The plaintiff argued four grounds for invalidity of the MRRT Legislation: (1) discrimination between States contrary to s 51(ii) of the Constitution; (2) preference to one State over another contrary to s 99 of the Constitution; (3) contravention of the Melbourne Corporation doctrine established in the State Banking Case  HCA 26; and (4) contravention of s 91 of the Constitution which confirms the authority of a State to grant aid to mining. It is notable that the plaintiff did not invoke s 114 of the Constitution which prohibits the imposition by the Commonwealth of any tax on property of any kind belonging to a State.

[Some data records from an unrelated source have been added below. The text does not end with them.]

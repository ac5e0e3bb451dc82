//! The on-demand detection request protocol.
//!
//! A requester submits a [`DetectionGoal`] naming the workstation to scan.
//! Admission always acknowledges receipt; the run completes with a
//! [`GoalOutcome`] whose contract towards the requester is the boolean
//! alone — the [`FailureReason`] is diagnostic detail for observability.

use serde::{Deserialize, Serialize};
use uuid::Uuid;

/// A request to run one detection pipeline pass.
#[derive(Debug, Clone, PartialEq, Serialize, Deserialize)]
pub struct DetectionGoal {
    pub id: Uuid,
    /// Workstation tag copied into the emitted object list.
    pub workstation: String,
    /// Optional target object name.  Informational only: logged, never used
    /// to filter the result.
    pub object_name: Option<String>,
}

impl DetectionGoal {
    pub fn new(workstation: impl Into<String>) -> Self {
        Self {
            id: Uuid::new_v4(),
            workstation: workstation.into(),
            object_name: None,
        }
    }
}

/// Why a request was rejected or a run aborted.  Diagnostic only.
#[derive(Debug, Clone, Copy, PartialEq, Eq, Serialize, Deserialize)]
pub enum FailureReason {
    /// A previous run still holds the exclusive lock.
    Busy,
    /// No synchronized sensor frame has been cached yet.
    NoData,
    /// Whole-scan preprocessing could not be transformed to the target frame.
    Transform,
    /// The segmentation collaborator failed outright.
    Segmentation,
    /// The goal was cancelled before admission completed.
    Cancelled,
}

/// Terminal result of a detection goal.
#[derive(Debug, Clone, Copy, PartialEq, Serialize, Deserialize)]
pub struct GoalOutcome {
    pub success: bool,
    #[serde(default, skip_serializing_if = "Option::is_none")]
    pub reason: Option<FailureReason>,
}

impl GoalOutcome {
    pub fn succeeded() -> Self {
        Self {
            success: true,
            reason: None,
        }
    }

    pub fn failed(reason: FailureReason) -> Self {
        Self {
            success: false,
            reason: Some(reason),
        }
    }
}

The challenge failed on all grounds.
What is the MRRT?
The declared object of the MRRT Act is ‘to ensure that the Australian community receives an adequate return for its taxable resources’ having regard to the inherent value of the resources, their non-renewable nature and the extent to which they are subject to Commonwealth, State and Territory royalties.

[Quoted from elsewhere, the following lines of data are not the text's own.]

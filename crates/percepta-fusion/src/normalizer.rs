//! [`PoseNormalizer`] – the ordered pose-adjustment pass.
//!
//! Objects sit on a known-flat work surface, so sensed roll and pitch are
//! treated as sensor noise and forced to zero, and the z position is
//! rewritten from the workspace height the run's segmentation established.
//!
//! The steps run in a fixed order because later ones depend on fields set
//! by earlier ones:
//!
//! 1. decompose orientation into roll/pitch/yaw;
//! 2. rotationally symmetric objects get yaw = 0;
//! 3. image-band containers get their class correction *before* flattening;
//! 4. rebuild orientation from (0, 0, yaw) — flatten;
//! 5. rewrite z = workspace height + per-class offset (skipped for the
//!    whole run when the height was never established);
//! 6. axis/bolt objects get their class correction *after* flattening;
//! 7. rewrite catalog aliases to the canonical published name — last, since
//!    step 6 keys off the pre-rename name.
//!
//! Rejected ([`DECOY`][percepta_types::DECOY]) entries still pass through
//! the generic steps (flattening, height rewrite) but receive no
//! class-specific correction; relabeling never removes an entry.

use std::sync::Arc;

use serde::Deserialize;
use tracing::debug;

use percepta_types::{FusedObject, FusedObjectList, ObjectClass, Quaternion, Vec3};

use crate::catalog::ObjectCatalog;

// ────────────────────────────────────────────────────────────────────────────
// Configuration
// ────────────────────────────────────────────────────────────────────────────

/// Height offsets applied on top of the workspace height.
#[derive(Debug, Clone, Copy, PartialEq, Deserialize)]
#[serde(default)]
pub struct NormalizerConfig {
    /// z offset for everything that is not a container (metres).
    pub object_height_above_workspace: f32,
    /// z offset for containers (metres).
    pub container_height: f32,
}

impl Default for NormalizerConfig {
    fn default() -> Self {
        Self {
            object_height_above_workspace: 0.022,
            container_height: 0.05,
        }
    }
}

// ────────────────────────────────────────────────────────────────────────────
// Class-specific adjustment rules
// ────────────────────────────────────────────────────────────────────────────

type AdjustRule = fn(&mut FusedObject, &NormalizerConfig);

/// Correction applied before flattening, keyed by class tag.
fn pre_flatten_rule(class: ObjectClass) -> Option<AdjustRule> {
    match class {
        ObjectClass::Container => Some(adjust_container_pose),
        _ => None,
    }
}

/// Correction applied after flattening and height rewrite, keyed by class
/// tag.
fn post_flatten_rule(class: ObjectClass) -> Option<AdjustRule> {
    match class {
        ObjectClass::AxisBolt => Some(adjust_axis_bolt_pose),
        _ => None,
    }
}

/// Recenter an image-band container on its extracted points.  The 2-D
/// detector tends to latch onto one rim of the box, so the centroid of the
/// point view is a better grasp target than the estimated pose.
fn adjust_container_pose(object: &mut FusedObject, _config: &NormalizerConfig) {
    let Some(view) = object.view.as_ref() else {
        return;
    };
    if view.is_empty() {
        return;
    }
    let centroid = centroid_of(view);
    debug!(name = %object.name, "recentering container on its point view");
    object.pose.pose.position.x = centroid.x;
    object.pose.pose.position.y = centroid.y;
}

/// Shift an axis/bolt pose towards its head end along the major axis.
///
/// The estimated centroid of a long threaded part sits mid-shaft; grasping
/// works off the head, which is the denser end of the extracted points.
fn adjust_axis_bolt_pose(object: &mut FusedObject, _config: &NormalizerConfig) {
    let Some(view) = object.view.as_ref() else {
        return;
    };
    if view.len() < 2 {
        return;
    }
    let (_, _, yaw) = object.pose.pose.orientation.to_rpy();
    let (dir_x, dir_y) = (yaw.cos(), yaw.sin());
    let centroid = centroid_of(view);

    // Signed extent of the point set along the major axis.
    let mut min_t = f32::INFINITY;
    let mut max_t = f32::NEG_INFINITY;
    let mut positive = 0usize;
    for p in view {
        let t = (p.x - centroid.x) * dir_x + (p.y - centroid.y) * dir_y;
        min_t = min_t.min(t);
        max_t = max_t.max(t);
        if t >= 0.0 {
            positive += 1;
        }
    }
    // Head = the denser half; shift a quarter length towards it.
    let towards_positive = positive * 2 >= view.len();
    let half = if towards_positive { max_t } else { min_t };
    let shift = half * 0.5;
    debug!(name = %object.name, shift, "shifting axis/bolt pose towards its head");
    object.pose.pose.position.x += dir_x * shift;
    object.pose.pose.position.y += dir_y * shift;
}

fn centroid_of(points: &[Vec3]) -> Vec3 {
    let sum = points.iter().fold(Vec3::zero(), |acc, p| acc.add(*p));
    sum.scale(1.0 / points.len() as f32)
}

// ────────────────────────────────────────────────────────────────────────────
// PoseNormalizer
// ────────────────────────────────────────────────────────────────────────────

/// Runs the ordered adjustment steps over a fused list.
pub struct PoseNormalizer {
    catalog: Arc<ObjectCatalog>,
    config: NormalizerConfig,
}

impl PoseNormalizer {
    pub fn new(catalog: Arc<ObjectCatalog>, config: NormalizerConfig) -> Self {
        Self { catalog, config }
    }

    /// Normalize every object in place.
    ///
    /// `workspace_height` is the value the run's segmentation reported;
    /// `None` means the support surface was never established and step 5 is
    /// skipped for the whole run.
    pub fn normalize(&self, list: &mut FusedObjectList, workspace_height: Option<f32>) {
        for object in list.objects.iter_mut() {
            self.normalize_object(object, workspace_height);
        }
    }

    fn normalize_object(&self, object: &mut FusedObject, workspace_height: Option<f32>) {
        let (_, _, mut yaw) = object.pose.pose.orientation.to_rpy();
        let rejected = object.is_decoy();

        // 2. Rotational symmetry makes yaw meaningless.
        if !rejected && object.class == ObjectClass::Round {
            yaw = 0.0;
        }

        // 3. Pre-flatten class correction, image-band containers only.
        if !rejected && object.id.is_image_band() {
            if let Some(rule) = pre_flatten_rule(object.class) {
                rule(object, &self.config);
            }
        }

        // 4. Flatten: the work surface is known flat, sensed tilt is noise.
        object.pose.pose.orientation = Quaternion::from_rpy(0.0, 0.0, yaw);

        // 5. Height rewrite from the run's workspace height.
        if let Some(height) = workspace_height {
            let offset = if !rejected && object.class == ObjectClass::Container {
                self.config.container_height
            } else {
                self.config.object_height_above_workspace
            };
            object.pose.pose.position.z = height + offset;
        }

        // 6. Post-flatten class correction.
        if !rejected {
            if let Some(rule) = post_flatten_rule(object.class) {
                rule(object, &self.config);
            }
        }

        // 7. Alias rename, exactly once, after everything keyed off the
        //    pre-rename name.
        if !rejected {
            let canonical = self.catalog.canonical_name(&object.name);
            if canonical != object.name {
                object.name = canonical.to_string();
            }
        }
    }
}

The Act does this by taxing above normal profits made by miners (also known as economic rents) that are reasonably attributable to the resources in the form and place they were in when extracted.
The concept of economic rent as a surplus over and above the minimum return on investment necessary to find and extract minerals is well established as an attractive base for fiscal imposts. Economic rent is closely analogous to asset value; accordingly, as a matter of public policy, rent collection is usually associated with resource proprietorship.

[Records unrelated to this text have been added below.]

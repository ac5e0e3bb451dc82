//! The static object catalog.
//!
//! A TOML file lists every known object as `{ name, shape, color }`.
//! Entries whose shape is the round sentinel (`"sphere"`) form the
//! round-object set: their yaw is undefined by rotational symmetry and is
//! forced to zero during normalization.  The catalog also owns the alias
//! table that maps internal container labels to their canonical published
//! names.
//!
//! A missing `[object_info]` section is non-fatal: the catalog loads empty
//! and the pipeline continues with zero round objects.
//!
//! # File format
//!
//! ```toml
//! [[object_info.object]]
//! name = "S40_40_B"
//! shape = "sphere"
//! color = "blue"
//!
//! [[object_info.object]]
//! name = "M20_100"
//! shape = "other"
//! color = "grey"
//! ```

use std::collections::HashSet;
use std::path::Path;

use serde::Deserialize;
use tracing::{info, warn};

use percepta_types::{ObjectClass, RecogError};

/// Shape value that marks an entry as rotationally symmetric.
const ROUND_SHAPE: &str = "sphere";

/// One catalog row.
#[derive(Debug, Clone, PartialEq, Deserialize)]
pub struct CatalogEntry {
    pub name: String,
    pub shape: String,
    pub color: String,
}

#[derive(Debug, Deserialize)]
struct CatalogFile {
    object_info: Option<ObjectInfo>,
}

#[derive(Debug, Deserialize)]
struct ObjectInfo {
    #[serde(default)]
    object: Vec<CatalogEntry>,
}

// ────────────────────────────────────────────────────────────────────────────
// ObjectCatalog
// ────────────────────────────────────────────────────────────────────────────

/// The loaded catalog.  Immutable after load; share it behind an `Arc`.
#[derive(Debug, Default)]
pub struct ObjectCatalog {
    entries: Vec<CatalogEntry>,
    round: HashSet<String>,
}

impl ObjectCatalog {
    /// An empty catalog: nothing is round, everything is `Generic` unless
    /// its name matches a container or axis/bolt label.
    pub fn empty() -> Self {
        Self::default()
    }

    /// Load the catalog from a TOML file.
    ///
    /// # Errors
    ///
    /// Returns [`RecogError::Catalog`] when the file cannot be read or
    /// parsed.  An absent `[object_info]` section is *not* an error.
    pub fn load(path: &Path) -> Result<Self, RecogError> {
        let raw = std::fs::read_to_string(path)
            .map_err(|e| RecogError::Catalog(format!("cannot read {}: {e}", path.display())))?;
        Self::from_toml_str(&raw)
    }

    /// Parse the catalog from an in-memory TOML string.
    pub fn from_toml_str(raw: &str) -> Result<Self, RecogError> {
        let file: CatalogFile =
            toml::from_str(raw).map_err(|e| RecogError::Catalog(e.to_string()))?;

        let Some(info) = file.object_info else {
            warn!("no object info provided, continuing with an empty catalog");
            return Ok(Self::empty());
        };

        let round: HashSet<String> = info
            .object
            .iter()
            .filter(|e| e.shape == ROUND_SHAPE)
            .map(|e| e.name.clone())
            .collect();
        info!(
            entries = info.object.len(),
            round = round.len(),
            "object catalog loaded"
        );
        Ok(Self {
            entries: info.object,
            round,
        })
    }

    pub fn entries(&self) -> &[CatalogEntry] {
        &self.entries
    }

    /// `true` when the catalog marks `name` as rotationally symmetric.
    pub fn is_round(&self, name: &str) -> bool {
        self.round.contains(name)
    }

    /// Resolve a detection name to its [`ObjectClass`] tag.
    ///
    /// Classification happens once here; every later pose-adjustment
    /// decision dispatches on the returned tag.
    pub fn classify(&self, name: &str) -> ObjectClass {
        if self.is_round(name) {
            return ObjectClass::Round;
        }
        match name {
            "BLUE_CONTAINER" | "RED_CONTAINER" | "CONTAINER_BOX_BLUE" | "CONTAINER_BOX_RED" => {
                ObjectClass::Container
            }
            "M20_100" | "AXIS" => ObjectClass::AxisBolt,
            _ => ObjectClass::Generic,
        }
    }

    /// Rewrite a catalog alias to the canonical published name.
    ///
    /// Applied exactly once per object, after all pose adjustments.
    pub fn canonical_name<'a>(&self, name: &'a str) -> &'a str {
        match name {
            "BLUE_CONTAINER" => "CONTAINER_BOX_BLUE",
            "RED_CONTAINER" => "CONTAINER_BOX_RED",
            other => other,
        }
    }
}

#[cfg(test)]
mod tests {
    use super::*;
    use std::io::Write;

    const CATALOG: &str = r#"
[[object_info.object]]
name = "S40_40_B"
shape = "sphere"
color = "blue"

[[object_info.object]]
name = "BLUE_CONTAINER"
shape = "box"
color = "blue"

[[object_info.object]]
name = "M20_100"
shape = "other"
color = "grey"
"#;

    #[test]
    fn round_set_from_shape_sentinel() {
        let catalog = ObjectCatalog::from_toml_str(CATALOG).unwrap();
        assert!(catalog.is_round("S40_40_B"));
        assert!(!catalog.is_round("M20_100"));
        assert_eq!(catalog.entries().len(), 3);
    }

    #[test]
    fn classification_is_tag_based() {
        let catalog = ObjectCatalog::from_toml_str(CATALOG).unwrap();
        assert_eq!(catalog.classify("S40_40_B"), ObjectClass::Round);
        assert_eq!(catalog.classify("BLUE_CONTAINER"), ObjectClass::Container);
        assert_eq!(catalog.classify("CONTAINER_BOX_RED"), ObjectClass::Container);
        assert_eq!(catalog.classify("M20_100"), ObjectClass::AxisBolt);
        assert_eq!(catalog.classify("AXIS"), ObjectClass::AxisBolt);
        assert_eq!(catalog.classify("F20_20_G"), ObjectClass::Generic);
    }

    #[test]
    fn alias_rename() {
        let catalog = ObjectCatalog::from_toml_str(CATALOG).unwrap();
        assert_eq!(catalog.canonical_name("BLUE_CONTAINER"), "CONTAINER_BOX_BLUE");
        assert_eq!(catalog.canonical_name("RED_CONTAINER"), "CONTAINER_BOX_RED");
        assert_eq!(catalog.canonical_name("M20_100"), "M20_100");
    }

    #[test]
    fn missing_section_is_nonfatal() {
        let catalog = ObjectCatalog::from_toml_str("").unwrap();
        assert!(catalog.entries().is_empty());
        assert!(!catalog.is_round("S40_40_B"));
    }

    #[test]
    fn malformed_file_is_an_error() {
        assert!(matches!(
            ObjectCatalog::from_toml_str("object_info = 3"),
            Err(RecogError::Catalog(_))
        ));
    }

    #[test]
    fn loads_from_disk() {
        let mut file = tempfile::NamedTempFile::new().unwrap();
        file.write_all(CATALOG.as_bytes()).unwrap();
        let catalog = ObjectCatalog::load(file.path()).unwrap();
        assert!(catalog.is_round("S40_40_B"));
    }

    #[test]
    fn missing_file_is_an_error() {
        assert!(matches!(
            ObjectCatalog::load(Path::new("/nonexistent/objects.toml")),
            Err(RecogError::Catalog(_))
        ));
    }
}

However, the MRRT Legislation cannot derive its rationale from resource proprietorship. Notwithstanding the references in the Act to the Australian community and its taxable resources, those taxable resources are usually the property of the State in which they are located. The MRRT Act concedes as much by providing that the ‘adequate return’ of the Australian community is determined ‘having regard to … the extent to which the resources are subject to … State … royalties’.
As a levy upon economic rent, MRRT is a project tax rather than an entity tax. A miner is liable to pay MRRT for each of its ‘mining project interests’ which are the statutory titles granted by States over specified areas authorising the production of taxable resources from those areas.
The formula in the MRRT Act for calculating MRRT liability is:
MRRT liability = MRRT rate x (Mining profit – MRRT allowances)
The formula for calculating mining profit is:
Mining profit = Mining revenue – Mining expenditure.
The MRRT rate is 22.5 per cent.
The MRRT base is ‘above normal profits’: (mining profit – mining allowances).
The treatment of State mining royalties is highly significant in determining the MRRT base. State mining royalties are specifically excluded from mining expenditure and are thus non-deductible in calculating mining profit. Instead, the MRRT Act includes a ‘Royalty allowance’ as one of seven MRRT allowances that are deductible from mining profit in determining the MRRT base. By means of the royalty allowance, a miner obtains not merely a deduction against MRRT liability but rather a full credit for State mining royalties paid on taxable resources in any MRRT year. Thus the MRRT base is part only of the economic rent derived from exploitation of the taxable resources and the States have a prior claim on any economic rent; the Commonwealth obtains a share only after miners have met State royalty obligations and recovered their capital and operating costs plus a return on their investment.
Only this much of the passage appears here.